### What is being asked
Below are the entries; count how many lines contain the word "Replaced" and reply with that number alone.
Task material below:
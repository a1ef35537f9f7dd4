//! Pass infrastructure: the [`Pass`] contract, configuration, statistics and errors.
//!
//! Passes are looked up by name in a [`PassRegistry`] and run by a
//! [`PassManager`], which orders them by their declared requirements and sweeps
//! the graph once or to a fixpoint.

mod const_fold;
mod manager;
mod norm_elemwise;
mod registry;

use thiserror::Error;

use crate::eval::{EvalError, Evaluator};
use crate::graph::{ExprId, Graph, GraphError};

pub use const_fold::{AttrToConstant, FixInputShape, FoldConstant};
pub use manager::{PassManager, RunReport};
pub use norm_elemwise::NormElemWise;
pub use registry::{PassConstructor, PassRegistry};

pub type PassResult<T> = Result<T, PassError>;

/// Order in which a sweep visits expressions.
#[derive(Debug, Clone, Copy, PartialEq, Eq)]
pub enum Direction {
    /// Execution order: upstream rewrites are visible downstream in the same sweep.
    Forward,
    /// Reverse execution order.
    Backward,
}

/// Outcome of visiting one expression.
#[derive(Debug, Clone, Copy, PartialEq, Eq)]
pub enum Transform {
    Unchanged,
    /// The site now lives at the given expression; the sweep offers it to the pass again.
    Replaced(ExprId),
}

/// Collaborators available to a running pass.
pub struct PassContext<'a> {
    evaluator: &'a dyn Evaluator,
}

impl<'a> PassContext<'a> {
    pub fn new(evaluator: &'a dyn Evaluator) -> Self {
        Self { evaluator }
    }

    pub fn evaluator(&self) -> &'a dyn Evaluator {
        self.evaluator
    }
}

/// A named graph transformation run by the [`PassManager`].
pub trait Pass {
    fn name(&self) -> &'static str;

    /// Passes that must have completed before this one runs.
    fn required_passes(&self) -> &'static [&'static str] {
        &[]
    }

    /// `true` for a single sweep, `false` to iterate until a sweep makes no substitution.
    fn run_once(&self) -> bool;

    fn direction(&self) -> Direction;

    fn run_transform(
        &self,
        graph: &mut Graph,
        expr: ExprId,
        cx: &PassContext<'_>,
    ) -> PassResult<Transform>;
}

#[derive(Debug, Error)]
pub enum PassError {
    #[error("unknown pass `{name}`{}", required_by_suffix(required_by))]
    UnknownPass {
        name: String,
        required_by: Option<String>,
    },
    #[error("cyclic pass dependency: {}", cycle.join(" -> "))]
    CyclicDependency { cycle: Vec<String> },
    #[error("pass `{pass}` did not converge within {max_iterations} iteration(s)")]
    NonConvergence { pass: String, max_iterations: usize },
    #[error("pass `{pass}` failed to evaluate {expr}")]
    EvaluationFailure {
        pass: String,
        expr: ExprId,
        #[source]
        source: EvalError,
    },
    #[error(transparent)]
    Graph(#[from] GraphError),
}

fn required_by_suffix(required_by: &Option<String>) -> String {
    match required_by {
        Some(pass) => format!(" (required by `{pass}`)"),
        None => String::new(),
    }
}

/// Statistics collected while running one pass.
#[derive(Debug, Default, Clone, Copy, PartialEq, Eq)]
pub struct PassStats {
    /// Number of full sweeps executed.
    pub iterations: usize,
    /// Number of `Replaced` results across all sweeps.
    pub substitutions: usize,
    /// Expressions removed by recompilation.
    pub erased: usize,
}

impl PassStats {
    pub fn merge(self, other: PassStats) -> PassStats {
        PassStats {
            iterations: self.iterations + other.iterations,
            substitutions: self.substitutions + other.substitutions,
            erased: self.erased + other.erased,
        }
    }
}

#[derive(Debug, Clone, PartialEq, Eq)]
pub struct PassConfig {
    /// Sweep cap for fixpoint passes.
    pub max_iterations: usize,
    /// Cap on consecutive `Replaced` results at one site within a sweep.
    pub max_chain: usize,
    /// Recompile the graph after every pass.
    pub recompile_after_pass: bool,
    /// Log a per-pass stats summary at info level.
    pub log_stats: bool,
}

impl Default for PassConfig {
    fn default() -> Self {
        Self {
            max_iterations: 32,
            max_chain: 8,
            recompile_after_pass: true,
            log_stats: false,
        }
    }
}

impl PassConfig {
    /// Defaults overridden by `TRACED_PASS_MAX_ITERS` and `TRACED_PASS_STATS`.
    pub fn from_env() -> Self {
        let mut config = Self::default();
        if let Some(max_iterations) = crate::env::pass_max_iters() {
            config.max_iterations = max_iterations;
        }
        config.log_stats = crate::env::pass_stats_enabled();
        config
    }

    pub fn with_max_iterations(mut self, max_iterations: usize) -> Self {
        self.max_iterations = max_iterations.max(1);
        self
    }

    pub fn with_max_chain(mut self, max_chain: usize) -> Self {
        self.max_chain = max_chain.max(1);
        self
    }
}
End of Task material.
### Response to the task
3